Saved entries:

........

//! End-to-end tests: a two-device construction pass populating both
//! collectors, followed by checkpoint restoration from an on-disk store.

use approx::assert_relative_eq;
use tempfile::TempDir;
use voxelflow_core::{EngineError, Initializer, Shape, Tensor, VariableStore};
use voxelflow_engine::{
    Bucket, CollectionView, DirCheckpointStore, GradientSet, GradientsCollector,
    OutputsCollector, RestoreOrchestrator, RestoreRegistry, SummaryKind,
};

fn vec_tensor(values: &[f32]) -> Tensor<f32> {
    Tensor::from_vec(&[values.len()], values.to_vec()).unwrap()
}

#[test]
fn test_two_device_construction_pass() {
    let n_devices = 2;
    let mut graph = VariableStore::<f32>::new();
    let w = graph
        .add_variable("net/conv/w", Shape::from_slice(&[2]), Initializer::Zeros)
        .unwrap();

    let mut gradients = GradientsCollector::new(n_devices).unwrap();
    let mut outputs = OutputsCollector::new(n_devices).unwrap();

    // construction runs once per device, in device order
    for device in 0..n_devices {
        let scale = (device + 1) as f32;
        let mut set = GradientSet::new();
        set.push(vec_tensor(&[scale, 2.0 * scale]), w.clone());
        gradients.add_to_collection(set).unwrap();

        outputs
            .add_to_console(Tensor::from_scalar(scale), "loss", true)
            .unwrap();
        outputs
            .add_to_summary(Tensor::from_scalar(scale), "loss", true, SummaryKind::Scalar)
            .unwrap();
        outputs
            .add_to_network_output(vec_tensor(&[scale, scale]), "segmentation", false)
            .unwrap();
    }

    // gradients: elementwise mean over the two devices
    let averaged = gradients.gradients().unwrap();
    assert_eq!(averaged.len(), 1);
    assert_relative_eq!(averaged.pairs()[0].gradient.get(&[0]).unwrap(), 1.5);
    assert_relative_eq!(averaged.pairs()[0].gradient.get(&[1]).unwrap(), 3.0);

    outputs.finalise().unwrap();

    // console "loss" collapsed to the device mean under the original key
    let console = outputs.console_variables();
    assert_relative_eq!(
        console["loss"].as_single().unwrap().scalar_value().unwrap(),
        1.5
    );

    // the non-averaged output entries were renamed per device
    let output = outputs.output_variables();
    assert!(output.contains_key("segmentation"));
    assert!(output.contains_key("segmentation_1"));

    // the merged summary carries the averaged scalar
    match outputs.variables(Bucket::Summary) {
        CollectionView::MergedSummary(Some(merged)) => {
            assert_eq!(merged.tags(), vec!["loss_device_average_"]);
        }
        other => panic!("unexpected summary view: {:?}", other),
    }
}

#[test]
fn test_restore_from_disk_with_scope_precedence() {
    let dir = TempDir::new().unwrap();
    let checkpoints = DirCheckpointStore::new(dir.path()).unwrap();

    // a full pretrained model and a sharper fine-tuned head, both storing the
    // conv weights under their own namespaces
    checkpoints
        .save_checkpoint(
            "pretrained",
            &[
                ("backbone/conv/w", &vec_tensor(&[1.0, 1.0])),
                ("backbone/conv/b", &vec_tensor(&[0.5])),
            ],
        )
        .unwrap();
    checkpoints
        .save_checkpoint("finetuned", &[("seg/conv/w", &vec_tensor(&[9.0, 9.0]))])
        .unwrap();

    let mut graph = VariableStore::<f32>::new();
    let conv_w = graph
        .add_variable("seg/conv/w", Shape::from_slice(&[2]), Initializer::Zeros)
        .unwrap();
    let conv_b = graph
        .add_variable("seg/conv/b", Shape::from_slice(&[1]), Initializer::Zeros)
        .unwrap();
    let head_w = graph
        .add_variable("seg/head/w", Shape::from_slice(&[3]), Initializer::Ones)
        .unwrap();

    let mut registry = RestoreRegistry::new();
    // the more specific scope registers first, but "seg" sorts first and wins
    registry.register("seg/conv", "finetuned", "seg/conv");
    registry.register("seg", "pretrained", "backbone");

    let orchestrator =
        RestoreOrchestrator::new(&graph, &registry, &checkpoints, &checkpoints);
    let op = orchestrator.build(None).unwrap();

    assert_eq!(op.restored_count(), 2);
    assert_eq!(op.fresh_count(), 1);
    assert_eq!(
        op.restore_source(&conv_w),
        Some(("pretrained", "backbone/conv/w"))
    );
    assert_eq!(
        op.restore_source(&conv_b),
        Some(("pretrained", "backbone/conv/b"))
    );
    assert!(!op.is_restored(&head_w));

    op.run().unwrap();
    assert_relative_eq!(conv_w.value().unwrap().get(&[0]).unwrap(), 1.0);
    assert_relative_eq!(conv_b.value().unwrap().get(&[0]).unwrap(), 0.5);
    // the head had no checkpoint match anywhere and used its own initializer
    assert_relative_eq!(head_w.value().unwrap().get(&[2]).unwrap(), 1.0);
}

#[test]
fn test_restore_falls_through_scopes_that_cannot_claim() {
    let dir = TempDir::new().unwrap();
    let checkpoints = DirCheckpointStore::new(dir.path()).unwrap();

    checkpoints
        .save_checkpoint("body", &[("net/conv/w", &vec_tensor(&[2.0]))])
        .unwrap();
    checkpoints
        .save_checkpoint("head", &[("net/head/w", &vec_tensor(&[7.0]))])
        .unwrap();

    let mut graph = VariableStore::<f32>::new();
    let conv_w = graph
        .add_variable("net/conv/w", Shape::from_slice(&[1]), Initializer::Zeros)
        .unwrap();
    let head_w = graph
        .add_variable("net/head/w", Shape::from_slice(&[1]), Initializer::Zeros)
        .unwrap();

    let mut registry = RestoreRegistry::new();
    registry.register("net", "body", "net");
    registry.register("net/head", "head", "net/head");

    let orchestrator =
        RestoreOrchestrator::new(&graph, &registry, &checkpoints, &checkpoints);
    let op = orchestrator.build(None).unwrap();

    // "net" claims only what "body" stores; the head entry still restores the
    // head weights from its own checkpoint
    assert_eq!(op.restore_source(&conv_w), Some(("body", "net/conv/w")));
    assert_eq!(op.restore_source(&head_w), Some(("head", "net/head/w")));

    op.run().unwrap();
    assert_relative_eq!(conv_w.value().unwrap().get(&[0]).unwrap(), 2.0);
    assert_relative_eq!(head_w.value().unwrap().get(&[0]).unwrap(), 7.0);
}

#[test]
fn test_missing_checkpoint_is_fatal() {
    let dir = TempDir::new().unwrap();
    let checkpoints = DirCheckpointStore::new(dir.path()).unwrap();

    let mut graph = VariableStore::<f32>::new();
    graph
        .add_variable("net/w", Shape::from_slice(&[1]), Initializer::Zeros)
        .unwrap();

    let mut registry = RestoreRegistry::new();
    registry.register("net", "never_written", "net");

    let orchestrator =
        RestoreOrchestrator::new(&graph, &registry, &checkpoints, &checkpoints);
    let err = orchestrator.build(None).unwrap_err();
    assert!(matches!(err, EngineError::CheckpointNotFound { .. }));
}

#[test]
fn test_unknown_summary_kind_string_adds_nothing() {
    let outputs = OutputsCollector::<f32>::new(1).unwrap();
    // kind strings from configuration are validated before touching buckets
    let err = "bogus".parse::<SummaryKind>().unwrap_err();
    assert!(matches!(err, EngineError::UnsupportedOption { .. }));
    assert!(outputs.console_variables().is_empty());
    assert!(outputs.output_variables().is_empty());
    assert!(matches!(
        outputs.variables(Bucket::Summary),
        CollectionView::MergedSummary(None)
    ));
}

........

# WHAT TO WORK ON:
When a line of the records above contains the string "pairs", count it once; then give the total and nothing else.

# EXERCISE OUTPUT:
2